Data listing START
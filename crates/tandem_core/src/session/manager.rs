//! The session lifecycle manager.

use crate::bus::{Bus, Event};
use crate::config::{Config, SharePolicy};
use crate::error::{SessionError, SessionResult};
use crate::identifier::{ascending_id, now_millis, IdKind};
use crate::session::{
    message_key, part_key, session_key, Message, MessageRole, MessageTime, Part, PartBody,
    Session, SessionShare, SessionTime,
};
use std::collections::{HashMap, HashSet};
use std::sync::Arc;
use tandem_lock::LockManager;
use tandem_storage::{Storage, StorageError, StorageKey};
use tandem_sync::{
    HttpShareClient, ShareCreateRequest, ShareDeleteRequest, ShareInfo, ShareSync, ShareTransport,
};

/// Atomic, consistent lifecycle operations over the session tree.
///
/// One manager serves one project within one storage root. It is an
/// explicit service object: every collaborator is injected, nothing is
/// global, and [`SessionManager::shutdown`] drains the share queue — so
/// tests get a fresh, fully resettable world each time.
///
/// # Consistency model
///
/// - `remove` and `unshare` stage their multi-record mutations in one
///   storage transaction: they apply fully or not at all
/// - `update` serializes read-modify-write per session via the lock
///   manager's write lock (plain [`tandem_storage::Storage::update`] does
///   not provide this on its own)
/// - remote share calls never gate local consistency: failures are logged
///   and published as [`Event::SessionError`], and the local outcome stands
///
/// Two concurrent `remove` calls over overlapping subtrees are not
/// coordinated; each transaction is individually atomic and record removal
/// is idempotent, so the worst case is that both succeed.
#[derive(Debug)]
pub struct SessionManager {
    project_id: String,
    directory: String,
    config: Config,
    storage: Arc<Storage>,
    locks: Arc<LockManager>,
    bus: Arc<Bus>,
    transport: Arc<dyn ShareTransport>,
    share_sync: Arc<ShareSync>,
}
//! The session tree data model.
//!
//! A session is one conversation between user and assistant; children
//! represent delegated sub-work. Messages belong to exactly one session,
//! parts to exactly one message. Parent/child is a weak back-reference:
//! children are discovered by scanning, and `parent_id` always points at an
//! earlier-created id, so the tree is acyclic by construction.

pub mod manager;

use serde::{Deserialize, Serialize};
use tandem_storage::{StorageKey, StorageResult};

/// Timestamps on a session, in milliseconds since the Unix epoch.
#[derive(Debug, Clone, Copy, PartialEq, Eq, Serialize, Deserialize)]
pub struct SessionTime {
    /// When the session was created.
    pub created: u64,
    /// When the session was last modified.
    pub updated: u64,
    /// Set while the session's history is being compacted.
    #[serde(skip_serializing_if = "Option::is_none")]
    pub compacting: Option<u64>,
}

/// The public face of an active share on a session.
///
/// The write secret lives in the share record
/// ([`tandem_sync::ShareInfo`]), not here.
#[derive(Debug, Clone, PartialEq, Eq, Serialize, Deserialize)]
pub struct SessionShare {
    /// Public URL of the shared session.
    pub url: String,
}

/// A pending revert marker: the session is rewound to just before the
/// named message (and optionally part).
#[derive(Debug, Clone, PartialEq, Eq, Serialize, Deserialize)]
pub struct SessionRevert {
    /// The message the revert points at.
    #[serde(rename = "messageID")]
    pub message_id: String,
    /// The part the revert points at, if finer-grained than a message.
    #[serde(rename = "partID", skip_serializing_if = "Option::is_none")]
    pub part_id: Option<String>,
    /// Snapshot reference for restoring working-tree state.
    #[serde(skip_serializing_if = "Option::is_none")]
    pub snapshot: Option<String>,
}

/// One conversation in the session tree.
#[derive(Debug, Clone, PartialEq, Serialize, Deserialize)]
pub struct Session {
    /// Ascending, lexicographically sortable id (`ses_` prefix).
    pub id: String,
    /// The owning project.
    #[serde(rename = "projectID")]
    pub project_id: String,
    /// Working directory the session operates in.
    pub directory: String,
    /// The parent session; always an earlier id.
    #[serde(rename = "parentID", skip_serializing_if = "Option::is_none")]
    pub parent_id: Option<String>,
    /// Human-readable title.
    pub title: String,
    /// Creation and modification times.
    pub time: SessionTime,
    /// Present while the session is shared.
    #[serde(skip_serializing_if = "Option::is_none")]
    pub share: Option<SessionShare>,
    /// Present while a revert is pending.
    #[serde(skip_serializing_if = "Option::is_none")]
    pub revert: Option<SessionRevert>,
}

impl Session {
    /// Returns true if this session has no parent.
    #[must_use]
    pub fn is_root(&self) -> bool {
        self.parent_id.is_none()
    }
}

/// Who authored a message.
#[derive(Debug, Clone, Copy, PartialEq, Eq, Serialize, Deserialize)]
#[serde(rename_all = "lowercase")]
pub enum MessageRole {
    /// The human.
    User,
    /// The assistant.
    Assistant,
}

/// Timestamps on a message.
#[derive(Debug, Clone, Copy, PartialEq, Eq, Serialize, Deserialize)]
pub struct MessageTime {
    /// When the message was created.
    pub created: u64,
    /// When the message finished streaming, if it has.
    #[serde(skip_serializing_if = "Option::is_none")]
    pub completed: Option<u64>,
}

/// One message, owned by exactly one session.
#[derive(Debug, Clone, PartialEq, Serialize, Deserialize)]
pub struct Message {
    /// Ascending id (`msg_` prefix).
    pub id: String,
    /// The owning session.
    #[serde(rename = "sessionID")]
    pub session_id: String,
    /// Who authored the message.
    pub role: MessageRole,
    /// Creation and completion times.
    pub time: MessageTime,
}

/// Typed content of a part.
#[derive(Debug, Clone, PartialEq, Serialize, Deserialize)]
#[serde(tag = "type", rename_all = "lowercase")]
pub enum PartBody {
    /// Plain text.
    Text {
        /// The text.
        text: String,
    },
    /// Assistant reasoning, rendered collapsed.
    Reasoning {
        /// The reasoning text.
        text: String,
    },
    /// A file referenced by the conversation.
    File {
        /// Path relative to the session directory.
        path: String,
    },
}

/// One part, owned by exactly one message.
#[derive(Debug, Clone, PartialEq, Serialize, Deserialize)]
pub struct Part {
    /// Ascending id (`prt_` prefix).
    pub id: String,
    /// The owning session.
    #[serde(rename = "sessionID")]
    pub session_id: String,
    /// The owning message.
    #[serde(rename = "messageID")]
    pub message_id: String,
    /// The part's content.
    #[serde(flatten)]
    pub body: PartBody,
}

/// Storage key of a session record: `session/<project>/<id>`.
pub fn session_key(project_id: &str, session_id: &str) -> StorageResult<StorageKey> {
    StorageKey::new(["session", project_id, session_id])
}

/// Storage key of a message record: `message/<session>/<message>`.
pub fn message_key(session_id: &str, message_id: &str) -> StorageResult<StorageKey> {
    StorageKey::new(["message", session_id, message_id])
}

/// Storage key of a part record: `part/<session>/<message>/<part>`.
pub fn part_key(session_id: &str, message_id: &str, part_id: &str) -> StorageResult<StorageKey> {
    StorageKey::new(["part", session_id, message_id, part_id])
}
Data listing END
-- Task goal --
All lines in the records that contain "created" are to be copied and returned.

-- Output of the task --
//! earlier-created id, so the tree is acyclic by construction.
    /// When the session was created.
    pub created: u64,
    /// When the message was created.
    pub created: u64,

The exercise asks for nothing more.